* TASK *
Write out each line from the data below that includes the word "primitive".

* DATA *
....

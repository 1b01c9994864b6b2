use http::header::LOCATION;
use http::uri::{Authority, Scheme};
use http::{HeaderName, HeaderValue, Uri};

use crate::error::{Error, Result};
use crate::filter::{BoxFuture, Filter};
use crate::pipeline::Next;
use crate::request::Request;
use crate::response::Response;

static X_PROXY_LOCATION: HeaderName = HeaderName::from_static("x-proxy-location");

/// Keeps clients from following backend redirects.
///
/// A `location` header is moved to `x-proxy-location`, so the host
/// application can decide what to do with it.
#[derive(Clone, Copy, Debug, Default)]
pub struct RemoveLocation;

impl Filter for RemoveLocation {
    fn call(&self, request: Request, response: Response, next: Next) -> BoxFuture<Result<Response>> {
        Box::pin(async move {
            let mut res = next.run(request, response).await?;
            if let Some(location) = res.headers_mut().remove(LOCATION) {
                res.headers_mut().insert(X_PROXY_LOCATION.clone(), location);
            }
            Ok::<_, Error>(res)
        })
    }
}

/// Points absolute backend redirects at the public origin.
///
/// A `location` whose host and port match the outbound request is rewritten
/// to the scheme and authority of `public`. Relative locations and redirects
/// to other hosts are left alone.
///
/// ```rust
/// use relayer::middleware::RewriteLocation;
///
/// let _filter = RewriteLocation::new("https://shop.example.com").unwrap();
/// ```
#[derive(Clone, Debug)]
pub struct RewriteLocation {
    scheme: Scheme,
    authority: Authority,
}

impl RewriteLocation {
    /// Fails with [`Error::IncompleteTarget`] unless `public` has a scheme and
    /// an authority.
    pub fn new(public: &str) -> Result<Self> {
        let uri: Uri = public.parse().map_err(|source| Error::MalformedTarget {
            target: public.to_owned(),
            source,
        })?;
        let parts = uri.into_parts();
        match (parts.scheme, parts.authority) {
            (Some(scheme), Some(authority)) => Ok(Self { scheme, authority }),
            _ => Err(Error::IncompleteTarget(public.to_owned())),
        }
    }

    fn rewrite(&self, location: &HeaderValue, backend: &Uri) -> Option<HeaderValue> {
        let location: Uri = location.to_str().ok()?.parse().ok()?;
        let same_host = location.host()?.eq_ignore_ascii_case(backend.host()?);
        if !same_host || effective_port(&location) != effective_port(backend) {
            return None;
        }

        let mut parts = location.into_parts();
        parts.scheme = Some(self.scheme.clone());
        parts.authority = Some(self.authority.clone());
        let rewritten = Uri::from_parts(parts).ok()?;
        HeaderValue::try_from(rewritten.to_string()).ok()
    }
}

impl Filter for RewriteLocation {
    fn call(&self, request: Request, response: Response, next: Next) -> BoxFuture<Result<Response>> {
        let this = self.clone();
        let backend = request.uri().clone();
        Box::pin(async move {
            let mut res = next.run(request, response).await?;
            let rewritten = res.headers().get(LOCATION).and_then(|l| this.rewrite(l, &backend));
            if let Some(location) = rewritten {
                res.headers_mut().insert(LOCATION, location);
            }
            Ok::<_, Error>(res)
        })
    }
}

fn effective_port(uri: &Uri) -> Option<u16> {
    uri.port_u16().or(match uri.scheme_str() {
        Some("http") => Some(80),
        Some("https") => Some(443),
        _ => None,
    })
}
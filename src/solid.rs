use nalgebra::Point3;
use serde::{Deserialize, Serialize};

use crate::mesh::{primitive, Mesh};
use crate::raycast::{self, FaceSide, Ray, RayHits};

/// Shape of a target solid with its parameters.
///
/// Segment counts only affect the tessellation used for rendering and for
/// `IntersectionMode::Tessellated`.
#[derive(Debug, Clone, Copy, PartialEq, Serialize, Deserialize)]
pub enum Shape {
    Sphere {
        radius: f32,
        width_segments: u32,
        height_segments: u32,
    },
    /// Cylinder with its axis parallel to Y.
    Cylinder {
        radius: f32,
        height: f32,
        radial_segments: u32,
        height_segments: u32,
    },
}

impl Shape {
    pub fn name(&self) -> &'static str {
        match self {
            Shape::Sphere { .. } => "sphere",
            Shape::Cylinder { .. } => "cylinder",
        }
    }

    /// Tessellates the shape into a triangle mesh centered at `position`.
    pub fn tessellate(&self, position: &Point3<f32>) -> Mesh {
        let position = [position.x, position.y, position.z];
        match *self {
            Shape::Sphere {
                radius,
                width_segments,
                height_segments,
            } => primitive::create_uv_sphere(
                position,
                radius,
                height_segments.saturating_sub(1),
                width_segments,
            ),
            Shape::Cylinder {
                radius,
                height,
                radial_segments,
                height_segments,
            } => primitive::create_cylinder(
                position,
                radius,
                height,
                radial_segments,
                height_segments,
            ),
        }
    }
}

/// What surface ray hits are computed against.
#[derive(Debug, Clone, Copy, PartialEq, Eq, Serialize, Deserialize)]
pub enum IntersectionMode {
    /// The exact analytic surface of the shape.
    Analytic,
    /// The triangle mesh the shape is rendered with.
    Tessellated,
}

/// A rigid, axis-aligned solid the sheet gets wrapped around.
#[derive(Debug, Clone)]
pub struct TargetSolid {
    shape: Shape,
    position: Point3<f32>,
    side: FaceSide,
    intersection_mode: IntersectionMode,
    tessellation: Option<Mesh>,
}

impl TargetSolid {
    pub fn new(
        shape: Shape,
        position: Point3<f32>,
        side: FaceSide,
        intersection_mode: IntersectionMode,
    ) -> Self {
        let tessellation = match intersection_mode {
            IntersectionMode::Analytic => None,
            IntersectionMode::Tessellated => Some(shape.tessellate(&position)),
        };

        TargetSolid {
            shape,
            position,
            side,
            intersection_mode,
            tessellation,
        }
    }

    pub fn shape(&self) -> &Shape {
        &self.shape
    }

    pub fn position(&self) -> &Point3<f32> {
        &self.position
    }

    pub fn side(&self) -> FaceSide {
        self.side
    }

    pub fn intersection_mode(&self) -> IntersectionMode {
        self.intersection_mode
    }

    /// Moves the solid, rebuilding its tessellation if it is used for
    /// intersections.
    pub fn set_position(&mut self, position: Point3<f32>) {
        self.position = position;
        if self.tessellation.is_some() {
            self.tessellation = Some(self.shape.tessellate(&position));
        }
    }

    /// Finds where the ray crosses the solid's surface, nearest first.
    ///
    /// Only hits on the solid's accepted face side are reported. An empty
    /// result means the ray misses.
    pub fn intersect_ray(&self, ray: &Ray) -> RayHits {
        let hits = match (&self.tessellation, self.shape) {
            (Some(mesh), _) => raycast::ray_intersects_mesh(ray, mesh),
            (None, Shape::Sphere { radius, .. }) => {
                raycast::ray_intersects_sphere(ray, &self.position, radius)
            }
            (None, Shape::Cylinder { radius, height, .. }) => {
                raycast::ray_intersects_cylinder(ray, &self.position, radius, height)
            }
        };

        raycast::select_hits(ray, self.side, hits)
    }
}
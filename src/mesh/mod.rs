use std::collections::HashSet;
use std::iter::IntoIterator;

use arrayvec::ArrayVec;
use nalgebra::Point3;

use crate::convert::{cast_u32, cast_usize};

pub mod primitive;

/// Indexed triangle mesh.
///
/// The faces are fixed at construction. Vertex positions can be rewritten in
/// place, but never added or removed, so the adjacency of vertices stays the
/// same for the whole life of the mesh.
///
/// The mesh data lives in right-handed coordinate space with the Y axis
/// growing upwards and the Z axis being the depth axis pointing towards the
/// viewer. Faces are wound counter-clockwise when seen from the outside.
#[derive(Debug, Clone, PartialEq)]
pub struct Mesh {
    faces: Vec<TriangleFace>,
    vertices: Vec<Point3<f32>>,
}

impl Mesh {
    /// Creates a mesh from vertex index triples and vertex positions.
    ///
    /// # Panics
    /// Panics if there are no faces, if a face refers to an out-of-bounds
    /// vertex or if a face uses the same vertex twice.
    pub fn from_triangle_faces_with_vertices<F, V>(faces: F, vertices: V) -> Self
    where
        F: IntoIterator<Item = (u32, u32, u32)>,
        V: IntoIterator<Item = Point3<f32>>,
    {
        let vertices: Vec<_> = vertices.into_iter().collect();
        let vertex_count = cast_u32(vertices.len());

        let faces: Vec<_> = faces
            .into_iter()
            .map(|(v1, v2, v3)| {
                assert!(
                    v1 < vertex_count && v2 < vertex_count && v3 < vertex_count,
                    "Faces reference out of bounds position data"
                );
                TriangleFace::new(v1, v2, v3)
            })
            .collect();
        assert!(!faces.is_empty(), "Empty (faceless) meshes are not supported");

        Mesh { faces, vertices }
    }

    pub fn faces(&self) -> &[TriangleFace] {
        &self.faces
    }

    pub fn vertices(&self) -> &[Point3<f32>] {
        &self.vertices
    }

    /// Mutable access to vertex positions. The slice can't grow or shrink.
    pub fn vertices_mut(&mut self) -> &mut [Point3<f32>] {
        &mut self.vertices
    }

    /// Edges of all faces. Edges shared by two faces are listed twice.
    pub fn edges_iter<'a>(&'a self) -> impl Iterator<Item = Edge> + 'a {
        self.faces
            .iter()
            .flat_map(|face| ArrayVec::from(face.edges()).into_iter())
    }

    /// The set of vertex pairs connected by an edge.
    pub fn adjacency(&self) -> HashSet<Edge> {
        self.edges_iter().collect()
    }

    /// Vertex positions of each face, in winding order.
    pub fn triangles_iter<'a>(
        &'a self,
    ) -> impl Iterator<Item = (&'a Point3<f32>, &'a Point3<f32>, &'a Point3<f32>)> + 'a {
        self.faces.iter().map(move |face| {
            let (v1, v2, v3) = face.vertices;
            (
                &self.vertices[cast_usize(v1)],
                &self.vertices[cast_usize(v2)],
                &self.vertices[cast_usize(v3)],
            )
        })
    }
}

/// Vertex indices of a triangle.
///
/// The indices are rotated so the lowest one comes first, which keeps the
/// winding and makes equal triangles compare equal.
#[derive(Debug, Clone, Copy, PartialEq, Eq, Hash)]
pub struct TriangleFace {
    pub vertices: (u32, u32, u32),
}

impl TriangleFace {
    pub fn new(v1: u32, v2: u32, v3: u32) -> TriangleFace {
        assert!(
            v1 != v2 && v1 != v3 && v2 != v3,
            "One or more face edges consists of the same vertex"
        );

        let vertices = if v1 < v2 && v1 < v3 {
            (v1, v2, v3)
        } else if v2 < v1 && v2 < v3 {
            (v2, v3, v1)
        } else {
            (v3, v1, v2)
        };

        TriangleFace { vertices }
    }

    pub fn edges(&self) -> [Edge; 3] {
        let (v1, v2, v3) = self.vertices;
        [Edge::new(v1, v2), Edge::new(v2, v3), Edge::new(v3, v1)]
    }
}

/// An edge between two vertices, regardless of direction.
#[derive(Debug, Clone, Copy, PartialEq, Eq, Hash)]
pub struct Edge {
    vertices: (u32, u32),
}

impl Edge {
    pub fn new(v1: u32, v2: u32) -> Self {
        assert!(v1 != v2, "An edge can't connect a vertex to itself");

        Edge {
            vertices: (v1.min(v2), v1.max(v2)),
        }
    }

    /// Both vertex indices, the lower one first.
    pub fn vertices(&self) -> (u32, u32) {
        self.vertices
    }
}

....

* WRITTEN RESPONSE *
use crate::mesh::{primitive, Mesh};
            } => primitive::create_uv_sphere(
            } => primitive::create_cylinder(
pub mod primitive;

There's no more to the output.